One option for including the single available Cmax value of subject 17 is indeed to use PROC MIXED: I was able to replicate an arbitrarily selected CI for dataset RAW by means of a PROC MIXED step based on Program 8.1 from the book Pharmaceutical Statistics Using SAS®: A Practical Guide, p. 200. The program code is available from https://support.sas.com/downloads/package.htm?pid=1688 (after extracting 60622_example.zip it is in 60622_example\zipped_files\SAS code and data sets\Chapter08\Chapter 8 code.txt). If subject 17 is included, PROC MIXED uses its available Cmax value and produces a slightly different CI which could be used to perform the equivalence test. (As far as I see from the documentation, Winnonlin always uses linear models to compute the TOST t-statistics.)

However, the decision as to how to deal with the missing value of subject 17 should be based on the statistical analysis plan and (if applicable) relevant guidelines of regulatory authorities.

If you have further questions about the PROC MIXED code, I suggest you start a new thread in the appropriate subforum "Statistical Procedures."

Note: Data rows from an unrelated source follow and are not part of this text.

//! Error types for the domain layer.

use thiserror::Error;

/// Error returned when a constraint-dimension value fails to parse.
///
/// Malformed vectors are a construction-time concern: once a
/// [`ConstraintVector`](super::ConstraintVector) exists it is valid by type,
/// and no evaluation path can fail on it.
#[derive(Debug, Clone, PartialEq, Eq, Error)]
#[error("'{value}' is not a valid {dimension} value (expected one of {expected:?})")]
pub struct ParseDimensionError {
    /// The dimension whose value failed to parse.
    pub dimension: &'static str,
    /// The rejected input.
    pub value: String,
    /// The accepted keys for this dimension.
    pub expected: &'static [&'static str],
}

impl ParseDimensionError {
    /// Creates a parse error for a dimension.
    pub fn new(
        dimension: &'static str,
        value: impl Into<String>,
        expected: &'static [&'static str],
    ) -> Self {
        Self {
            dimension,
            value: value.into(),
            expected,
        }
    }
}
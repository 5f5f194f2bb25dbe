use crate::fault::FaultKind;
use crate::memory::Byte;
use num_enum::IntoPrimitive;

/// LS-8 ALU operation tags. These are the low four bits of the opcodes in
/// the ALU instruction family (`0b101x_xxxx`).
#[repr(u8)]
#[derive(Debug, Clone, Copy, PartialEq, Eq, PartialOrd, Ord)]
#[derive(IntoPrimitive)]
pub enum AluOp {
    ADD = 0x0,
    SUB = 0x1,
    MUL = 0x2,
    DIV = 0x3,
    MOD = 0x4,
    INC = 0x5,
    DEC = 0x6,
    CMP = 0x7,
    AND = 0x8,
    NOT = 0x9,
    OR = 0xA,
    XOR = 0xB,
    SHL = 0xC,
    SHR = 0xD,
}

/// Applies `operation` to `a` and `b`. Results wrap around at 256.
pub fn evaluate(operation: AluOp, a: Byte, b: Byte) -> Result<Byte, FaultKind> {
    match operation {
        AluOp::ADD => Ok(a.wrapping_add(b)),
        AluOp::MUL => Ok(a.wrapping_mul(b)),
        _ => Err(FaultKind::UnsupportedOperation {
            operation: operation.into(),
        }),
    }
}
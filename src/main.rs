use std::env;
use std::path::PathBuf;
use std::process;

use color_eyre::eyre::{eyre, Result};
use log::{error, LevelFilter};
use ls8::memory::parse::Program;
use ls8::processor::{Output, Processor, State, TextOutput};
use simple_logger::SimpleLogger;

const USAGE: &str = "usage: ls8 [-v|--verbose] [-t|--trace] <program.ls8>";

/// Settings taken from the command line
#[derive(Debug, Clone, PartialEq, Eq)]
struct Config {
    program: PathBuf,
    level: LevelFilter,
}

impl Config {
    fn from_args<I>(args: I) -> Result<Self>
    where
        I: IntoIterator<Item = String>,
    {
        let mut program = None;
        let mut level = LevelFilter::Warn;

        for arg in args {
            match arg.as_str() {
                "-v" | "--verbose" => level = level.max(LevelFilter::Debug),
                "-t" | "--trace" => level = LevelFilter::Trace,
                flag if flag.starts_with('-') => {
                    return Err(eyre!("Unknown option `{}`\n{}", flag, USAGE))
                }
                _ if program.is_some() => {
                    return Err(eyre!("Only one program can be run at a time\n{}", USAGE))
                }
                _ => program = Some(PathBuf::from(arg.as_str())),
            }
        }

        let program = program.ok_or_else(|| eyre!("No program file given\n{}", USAGE))?;
        Ok(Self { program, level })
    }
}

/// Loads and runs `program`, returning the process exit status
fn run_program<O: Output>(program: &Program, output: &mut O) -> i32 {
    let mut cpu = Processor::new();
    if let Err(fault) = cpu.load(program.bytes()) {
        error!("{}", fault);
        return fault.exit_code();
    }
    cpu.memory().dump();

    match cpu.run(output) {
        State::Faulted(fault) => {
            error!("{}", fault);
            fault.exit_code()
        }
        _ => 0,
    }
}

fn main() -> Result<()> {
    color_eyre::install()?; // rust error handling

    let config = Config::from_args(env::args().skip(1))?;
    SimpleLogger::new().with_level(config.level).init()?; // logging

    let program = Program::from_file(&config.program)?;

    match run_program(&program, &mut TextOutput::stdout()) {
        0 => Ok(()),
        code => process::exit(code),
    }
}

Good luck with your analysis!

Re: TOST Equivalence Test

Charlie — Fri, 14 Dec 2018 17:20:00 GMT

Hi, Sir

Issue 1:

I apologized for issue 1 which making you were confused. Due to data came from my client, I was worried about legal issue if I posted full data. Therefore, I randomly selected some of data at beginning and used part of data in unbalanced.csv.

Issue 2:

Due to we use Phoenix/WinNonlin for data analysis which applying mixed effects modeling, I am trying using SAS to reproduce the result (T1_TOST and T2_TOST) and I am first time to use ttest for such data so I am not sure how the procedure will handle missing data.

Issue 3:

I also apologized for misunderstanding, I am sure that I am trying to compare treatment, not the periods, I just used period as variable to indicate what drug was administered in which period.

Issue 4:

Due to a=0.1 is used as significant level for bioequivalence analysis, therefore, I also used here.

I finally work out my analysis by using proc Mixed, thank you for your reply and suggestion, I've learned a lot here.